What to work on
Collect from the data below each line with "known".

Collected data

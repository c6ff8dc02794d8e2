use std::time::Duration;

use anyhow::{Context, anyhow, bail};
use async_trait::async_trait;
use reqwest::Client;
use reqwest::header::CONTENT_TYPE;
use serde::{Deserialize, Serialize};
use tracing::debug;

use super::extract::{html_to_text, looks_like_html};
use super::{CompletionRequest, ContentFetcher, LanguageModel, SearchHit, SearchProvider};
use crate::{DeepDiveError, SecretValue};

fn build_client(timeout: Option<Duration>) -> Result<Client, DeepDiveError> {
    let mut builder = Client::builder().user_agent(concat!("deepdive/", env!("CARGO_PKG_VERSION")));
    if let Some(timeout) = timeout {
        builder = builder.timeout(timeout);
    }
    builder
        .build()
        .map_err(|err| DeepDiveError::InvalidConfiguration(format!("http client: {err}")))
}

/// Brave web search API.
pub struct BraveSearch {
    client: Client,
    endpoint: String,
    api_key: SecretValue,
}

impl BraveSearch {
    pub fn new(endpoint: impl Into<String>, api_key: SecretValue) -> Result<Self, DeepDiveError> {
        Ok(Self {
            client: build_client(None)?,
            endpoint: endpoint.into(),
            api_key,
        })
    }
}

#[derive(Deserialize)]
struct BraveResponse {
    #[serde(default)]
    web: Option<BraveWeb>,
}

#[derive(Deserialize)]
struct BraveWeb {
    #[serde(default)]
    results: Vec<BraveResult>,
}

#[derive(Deserialize)]
struct BraveResult {
    url: String,
    #[serde(default)]
    title: String,
    #[serde(default)]
    description: String,
}

#[async_trait]
impl SearchProvider for BraveSearch {
    async fn search(&self, query: &str, count: usize) -> anyhow::Result<Vec<SearchHit>> {
        let count = count.to_string();
        let response = self
            .client
            .get(&self.endpoint)
            .query(&[("q", query), ("count", count.as_str())])
            .header("Accept", "application/json")
            .header("X-Subscription-Token", self.api_key.expose())
            .send()
            .await
            .context("search request failed")?
            .error_for_status()
            .context("search provider returned an error status")?;

        let body: BraveResponse = response
            .json()
            .await
            .context("search response was not valid JSON")?;

        let hits = body
            .web
            .map(|web| web.results)
            .unwrap_or_default()
            .into_iter()
            .map(|result| SearchHit {
                url: result.url,
                title: result.title,
                snippet: result.description,
            })
            .collect::<Vec<_>>();

        debug!(%query, hits = hits.len(), "search completed");
        Ok(hits)
    }
}

/// Fetches page text directly, or through a reader service when a prefix is set.
///
/// Without a reader, HTML responses are reduced to their readable text.
pub struct HttpFetcher {
    client: Client,
    reader_prefix: Option<String>,
}

impl HttpFetcher {
    pub fn new(reader_prefix: Option<String>, timeout: Duration) -> Result<Self, DeepDiveError> {
        Ok(Self {
            client: build_client(Some(timeout))?,
            reader_prefix,
        })
    }

    fn target(&self, url: &str) -> String {
        match &self.reader_prefix {
            Some(prefix) => format!("{prefix}{url}"),
            None => url.to_string(),
        }
    }
}

#[async_trait]
impl ContentFetcher for HttpFetcher {
    async fn fetch(&self, url: &str) -> anyhow::Result<String> {
        let response = self
            .client
            .get(self.target(url))
            .send()
            .await
            .with_context(|| format!("fetch of {url} failed"))?
            .error_for_status()
            .with_context(|| format!("fetch of {url} returned an error status"))?;

        let content_type = response
            .headers()
            .get(CONTENT_TYPE)
            .and_then(|value| value.to_str().ok())
            .map(str::to_owned);
        let mut body = response.text().await?;
        if self.reader_prefix.is_none() && looks_like_html(content_type.as_deref(), &body) {
            body = html_to_text(&body);
        }
        if body.trim().is_empty() {
            bail!("fetch of {url} returned no readable text");
        }
        Ok(body)
    }
}

/// OpenAI-compatible `/chat/completions` client.
pub struct ChatCompletionsModel {
    client: Client,
    base_url: String,
    api_key: SecretValue,
}

impl ChatCompletionsModel {
    pub fn new(base_url: impl Into<String>, api_key: SecretValue) -> Result<Self, DeepDiveError> {
        Ok(Self {
            client: build_client(None)?,
            base_url: base_url.into(),
            api_key,
        })
    }
}

#[derive(Serialize)]
struct ChatRequest<'a> {
    model: &'a str,
    messages: [ChatMessage<'a>; 2],
}

#[derive(Serialize)]
struct ChatMessage<'a> {
    role: &'static str,
    content: &'a str,
}

#[derive(Deserialize)]
struct ChatResponse {
    choices: Vec<ChatChoice>,
}

#[derive(Deserialize)]
struct ChatChoice {
    message: ChatChoiceMessage,
}

#[derive(Deserialize)]
struct ChatChoiceMessage {
    #[serde(default)]
    content: Option<String>,
}

#[async_trait]
impl LanguageModel for ChatCompletionsModel {
    async fn complete(&self, request: CompletionRequest) -> anyhow::Result<String> {
        let url = format!("{}/chat/completions", self.base_url.trim_end_matches('/'));
        let payload = ChatRequest {
            model: &request.model,
            messages: [
                ChatMessage {
                    role: "system",
                    content: &request.system,
                },
                ChatMessage {
                    role: "user",
                    content: &request.prompt,
                },
            ],
        };

        let response: ChatResponse = self
            .client
            .post(url)
            .bearer_auth(self.api_key.expose())
            .json(&payload)
            .send()
            .await
            .with_context(|| format!("{} completion request failed", request.task.as_str()))?
            .error_for_status()?
            .json()
            .await
            .context("completion response was not valid JSON")?;

        response
            .choices
            .into_iter()
            .next()
            .and_then(|choice| choice.message.content)
            .filter(|content| !content.trim().is_empty())
            .ok_or_else(|| anyhow!("completion response contained no content"))
    }
}
use std::fmt::Write as _;
use std::time::{SystemTime, UNIX_EPOCH};

use serde::{Deserialize, Serialize};

use crate::session::Phase;

/// Human-readable step description streamed to readers of a session.
#[derive(Debug, Clone, PartialEq, Eq, Serialize, Deserialize)]
pub struct ProgressEntry {
    pub phase: Phase,
    pub message: String,
    pub timestamp_ms: u64,
}

impl ProgressEntry {
    pub fn new(phase: Phase, message: impl Into<String>) -> Self {
        let timestamp_ms = SystemTime::now()
            .duration_since(UNIX_EPOCH)
            .unwrap_or_default()
            .as_millis() as u64;
        Self {
            phase,
            message: message.into(),
            timestamp_ms,
        }
    }
}

#[derive(Debug, Clone, Serialize, Deserialize)]
pub struct ProgressStep {
    pub index: usize,
    pub phase: Phase,
    pub message: String,
}

/// Numbered view over a session's progress log.
#[derive(Debug, Clone, Default, Serialize, Deserialize)]
pub struct ProgressSummary {
    pub steps: Vec<ProgressStep>,
}

impl ProgressSummary {
    pub fn from_entries(entries: &[ProgressEntry]) -> Self {
        let steps = entries
            .iter()
            .enumerate()
            .map(|(idx, entry)| ProgressStep {
                index: idx + 1,
                phase: entry.phase,
                message: entry.message.clone(),
            })
            .collect();
        Self { steps }
    }

    pub fn render_markdown(&self) -> String {
        if self.steps.is_empty() {
            return "No progress recorded.".to_string();
        }
        let mut output = String::from("### Progress\n");
        for step in &self.steps {
            let _ = writeln!(output, "{}. [{}] {}", step.index, step.phase, step.message);
        }
        output
    }

    pub fn render_mermaid(&self) -> String {
        if self.steps.is_empty() {
            return "flowchart TD\n  %% no progress recorded".to_string();
        }

        let mut output = String::from("flowchart TD\n");
        for step in &self.steps {
            let label = sanitize_mermaid(&format!("{}: {}", step.phase, step.message));
            let _ = writeln!(output, "  step{}[\"{label}\"]", step.index);
        }
        for idx in 1..self.steps.len() {
            let _ = writeln!(output, "  step{idx} --> step{}", idx + 1);
        }
        output
    }
}

fn sanitize_mermaid(text: &str) -> String {
    text.replace('\\', "\\\\")
        .replace('"', "\\\"")
        .replace('[', "(")
        .replace(']', ")")
        .replace('\n', "<br/>")
}

#[cfg(test)]
mod tests {
    use super::*;

    #[test]
    fn markdown_numbers_steps_in_order() {
        let entries = vec![
            ProgressEntry::new(Phase::Planning, "planned 2 sub-topics"),
            ProgressEntry::new(Phase::Researching, "researched history"),
        ];
        let markdown = ProgressSummary::from_entries(&entries).render_markdown();

        assert!(markdown.contains("1. [planning] planned 2 sub-topics"));
        assert!(markdown.contains("2. [researching] researched history"));
    }

    #[test]
    fn mermaid_escapes_citation_brackets() {
        let entries = vec![
            ProgressEntry::new(Phase::Researching, "summary cites [1]"),
            ProgressEntry::new(Phase::Compiling, "report ready"),
        ];
        let mermaid = ProgressSummary::from_entries(&entries).render_mermaid();

        assert!(mermaid.starts_with("flowchart TD"));
        assert!(mermaid.contains("(1)"));
        assert!(mermaid.contains("step1 --> step2"));
    }
}
impl StepDriver {
    pub fn new(store: DynKnowledgeStore, providers: Providers, settings: DriverSettings) -> Self {
        let gatherer = SourceGatherer::new(
            store.clone(),
            providers.search,
            providers.fetcher,
            settings.gather.clone(),
        );
        Self {
            planner: Planner::new(providers.model.clone()),
            summarizer: Summarizer::new(providers.model.clone()),
            compiler: ReportCompiler::new(providers.model),
            gatherer,
            store,
            settings,
            journal: None,
        }
    }

    pub fn with_journal(mut self, journal: Option<SessionJournal>) -> Self {
        self.journal = journal;
        self
    }

    pub fn store(&self) -> &DynKnowledgeStore {
        &self.store
    }

    pub fn settings(&self) -> &DriverSettings {
        &self.settings
    }

    /// Run one step for `session_id`.
    ///
    /// Concurrent calls for the same session are safe: only the caller that
    /// wins the claim does work, the others return `Skipped(Busy)`.
    #[instrument(name = "driver.advance", skip(self), fields(phase = tracing::field::Empty))]
    pub async fn advance(&self, session_id: &str) -> Result<AdvanceOutcome, DriverError> {
        let session = match self
            .store
            .try_claim(session_id, self.settings.lease_ttl)
            .await?
        {
            Claim::Acquired(session) => session,
            Claim::Busy => return Ok(self.skipped(SkipReason::Busy)),
            Claim::Inactive(status) => return Ok(self.skipped(SkipReason::Terminal(status))),
            Claim::NotFound => return Err(DriverError::NotFound(session_id.to_string())),
        };
        let Some(token) = session.lease.as_ref().map(|lease| lease.token.clone()) else {
            return Err(StoreError::Backend(format!(
                "claim on {session_id} returned without a lease"
            ))
            .into());
        };

        let phase = session.phase;
        Span::current().record("phase", phase.as_str());
        info!(session_id, %phase, "step started");

        let started = Instant::now();
        let deadline = self.settings.step_timeout;
        let result = tokio::time::timeout(deadline, self.run_step(session))
            .await
            .unwrap_or(Err(StepError::Timeout {
                phase,
                after: deadline,
            }));
        let elapsed_ms = started.elapsed().as_millis() as u64;

        match result {
            Ok(updated) => self.commit(updated, &token, phase, elapsed_ms).await,
            Err(err) => self.fail(session_id, &token, phase, err, elapsed_ms).await,
        }
    }

    fn skipped(&self, reason: SkipReason) -> AdvanceOutcome {
        metrics::record_noop(reason.as_str());
        info!(reason = reason.as_str(), "advance skipped");
        AdvanceOutcome::Skipped(reason)
    }

    async fn commit(
        &self,
        updated: ResearchSession,
        token: &str,
        phase: Phase,
        elapsed_ms: u64,
    ) -> Result<AdvanceOutcome, DriverError> {
        let outcome = match self.store.commit_step(&updated, token).await {
            Ok(outcome) => outcome,
            Err(err) => {
                // Release the lease so the session does not sit claimed until expiry.
                error!(session_id = %updated.id, error = %err, "commit failed");
                if let Err(release) = self
                    .store
                    .fail_session(&updated.id, token, &err.to_string())
                    .await
                {
                    warn!(session_id = %updated.id, error = %release, "could not record commit failure");
                }
                metrics::record_step(phase, "store_error", elapsed_ms);
                return Err(err.into());
            }
        };

        match outcome {
            CommitOutcome::Committed => {
                metrics::record_step(phase, "committed", elapsed_ms);
                info!(
                    session_id = %updated.id,
                    next_phase = %updated.phase,
                    cursor = updated.sub_topic_cursor,
                    plan_len = updated.plan.len(),
                    elapsed_ms,
                    "step committed"
                );
                if updated.status == SessionStatus::Completed {
                    self.write_journal(&updated).await;
                    Ok(AdvanceOutcome::Completed)
                } else {
                    Ok(AdvanceOutcome::Continue)
                }
            }
            CommitOutcome::Rejected(rejection) => {
                metrics::record_step(phase, "discarded", elapsed_ms);
                warn!(session_id = %updated.id, ?rejection, "step result discarded");
                Ok(self.skipped(SkipReason::Discarded(rejection)))
            }
        }
    }

    async fn fail(
        &self,
        session_id: &str,
        token: &str,
        phase: Phase,
        err: StepError,
        elapsed_ms: u64,
    ) -> Result<AdvanceOutcome, DriverError> {
        let message = err.to_string();
        error!(session_id, %phase, error = %message, "step failed");

        match self.store.fail_session(session_id, token, &message).await? {
            CommitOutcome::Committed => {
                metrics::record_step(phase, "failed", elapsed_ms);
                if let Some(session) = self.store.load_session(session_id).await? {
                    self.write_journal(&session).await;
                }
                Ok(AdvanceOutcome::Failed { message })
            }
            CommitOutcome::Rejected(rejection) => {
                metrics::record_step(phase, "discarded", elapsed_ms);
                Ok(self.skipped(SkipReason::Discarded(rejection)))
            }
        }
    }

    async fn write_journal(&self, session: &ResearchSession) {
        let Some(journal) = &self.journal else {
            return;
        };
        let urls = match self.store.citations(&session.id).await {
            Ok(citations) => citations.into_iter().map(|citation| citation.url).collect(),
            Err(err) => {
                warn!(session_id = %session.id, error = %err, "could not load citations for journal");
                Vec::new()
            }
        };
        let journal = journal.clone();
        let snapshot = session.clone();
        let written = tokio::task::spawn_blocking(move || journal.record(&snapshot, &urls)).await;
        match written {
            Ok(Ok(())) => {}
            Ok(Err(err)) => {
                warn!(session_id = %session.id, error = %err, "failed to write session journal");
            }
            Err(err) => {
                warn!(session_id = %session.id, error = %err, "session journal task aborted");
            }
        }
    }

    async fn run_step(&self, session: ResearchSession) -> Result<ResearchSession, StepError> {
        match session.phase {
            Phase::Planning => self.plan(session).await,
            Phase::Researching if session.current_sub_topic().is_some() => {
                self.research_next(session).await
            }
            Phase::Researching => self.converge(session).await,
            Phase::Compiling => self.compile(session).await,
        }
    }

    #[instrument(name = "driver.plan", skip_all, fields(session_id = %session.id))]
    async fn plan(&self, mut session: ResearchSession) -> Result<ResearchSession, StepError> {
        let plan = self
            .planner
            .generate_plan(&session.topic, &session.model, self.settings.max_sub_topics)
            .await?;

        if !plan.rationale.is_empty() {
            session.record_progress(plan.rationale.clone());
            session.plan_rationale = Some(plan.rationale);
        }
        session.record_progress(format!(
            "Planned {} sub-topics: {}",
            plan.sub_topics.len(),
            plan.sub_topics.join("; ")
        ));

        session.plan = plan
            .sub_topics
            .into_iter()
            .map(|query| SubTopic::new(query, 1))
            .collect();
        session.sub_topic_cursor = 0;
        session.research_round = 1;
        session.phase = Phase::Researching;
        Ok(session)
    }

    #[instrument(name = "driver.research", skip_all, fields(session_id = %session.id, cursor = session.sub_topic_cursor))]
    async fn research_next(&self, mut session: ResearchSession) -> Result<ResearchSession, StepError> {
        let position = session.sub_topic_cursor;
        let query = session.plan[position].query.clone();
        let citations = self.gatherer.gather(&session.id, &query).await?;

        let entry = if citations.is_empty() {
            session.record_progress(format!("No sources found for \"{query}\""));
            KnowledgeEntry {
                step: position,
                source_query: query.clone(),
                summary: format!("No search results were found for \"{query}\"."),
                sources: Vec::new(),
                follow_up: None,
                follow_up_consumed: false,
            }
        } else {
            let mut partials = Vec::new();
            let mut sources = Vec::new();
            for batch in citations.chunks(self.settings.summary_batch_size.max(1)) {
                let summary = self
                    .summarizer
                    .summarize(&session.topic, &query, batch, &session.model)
                    .await?;
                partials.push(summary.summary_text);
                sources.extend(summary.sources);
            }

            let (summary, follow_up) = match self.settings.convergence {
                ConvergenceStrategy::FollowUp => {
                    let allowed: HashSet<u32> =
                        citations.iter().map(|citation| citation.index).collect();
                    let findings = self
                        .summarizer
                        .summarize_findings(
                            &session.topic,
                            &query,
                            &partials,
                            &allowed,
                            &session.model,
                        )
                        .await?;
                    (findings.summary, findings.needs_more_research)
                }
                ConvergenceStrategy::Sufficiency => (partials.join("\n\n"), None),
            };

            let degraded = citations.iter().filter(|citation| citation.degraded).count();
            session.record_progress(format!(
                "Researched \"{query}\" using {} sources ({degraded} from snippets)",
                citations.len()
            ));
            KnowledgeEntry {
                step: position,
                source_query: query,
                summary,
                sources,
                follow_up,
                follow_up_consumed: false,
            }
        };

        session.knowledge.push(entry);
        session.sub_topic_cursor += 1;
        Ok(session)
    }

    /// End of a research pass: extend the plan or move on to compiling.
    #[instrument(name = "driver.converge", skip_all, fields(session_id = %session.id, round = session.research_round))]
    async fn converge(&self, mut session: ResearchSession) -> Result<ResearchSession, StepError> {
        if session.research_round >= self.settings.max_rounds {
            session.record_progress(format!(
                "Reached the limit of {} research rounds; compiling the report",
                self.settings.max_rounds
            ));
            session.phase = Phase::Compiling;
            return Ok(session);
        }

        let candidates = match self.settings.convergence {
            ConvergenceStrategy::FollowUp => {
                let mut gaps = Vec::new();
                for entry in &mut session.knowledge {
                    if let Some(gap) = entry.pending_follow_up() {
                        gaps.push(gap.to_string());
                    }
                    entry.follow_up_consumed = true;
                }
                gaps
            }
            ConvergenceStrategy::Sufficiency => {
                let verdict = self
                    .planner
                    .evaluate_sufficiency(
                        &session.topic,
                        &session.knowledge_digest(),
                        &session.model,
                    )
                    .await?;
                session.record_progress(verdict.narrative);
                if verdict.sufficient {
                    Vec::new()
                } else {
                    verdict.queries
                }
            }
        };

        let mut known: HashSet<String> = session
            .plan
            .iter()
            .map(|entry| entry.query.to_lowercase())
            .collect();
        let room = self
            .settings
            .max_plan_entries
            .saturating_sub(session.plan.len());
        let additions: Vec<String> = candidates
            .iter()
            .filter(|query| known.insert(query.to_lowercase()))
            .take(room)
            .cloned()
            .collect();

        if additions.is_empty() {
            let reason = if !candidates.is_empty() && room == 0 {
                format!(
                    "Plan limit of {} sub-topics reached; compiling the report",
                    self.settings.max_plan_entries
                )
            } else {
                "No further research needed; compiling the report".to_string()
            };
            session.record_progress(reason);
            session.phase = Phase::Compiling;
            return Ok(session);
        }

        session.research_round += 1;
        let round = session.research_round;
        session.record_progress(format!(
            "Round {round}: researching {} more sub-topics: {}",
            additions.len(),
            additions.join("; ")
        ));
        // The cursor already points at the first appended entry.
        session
            .plan
            .extend(additions.into_iter().map(|query| SubTopic::new(query, round)));
        Ok(session)
    }

    #[instrument(name = "driver.compile", skip_all, fields(session_id = %session.id))]
    async fn compile(&self, mut session: ResearchSession) -> Result<ResearchSession, StepError> {
        let citations = self.store.citations(&session.id).await?;
        let knowledge_base = build_knowledge_base(&session.knowledge, &citations);
        let report = self
            .compiler
            .compile(&session.topic, &knowledge_base, &session.model)
            .await?;

        session.record_progress(format!(
            "Compiled the final report from {} knowledge entries",
            session.knowledge.len()
        ));
        session.complete(report);
        Ok(session)
    }
}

Your solution
        let mut known: HashSet<String> = session
            .filter(|query| known.insert(query.to_lowercase()))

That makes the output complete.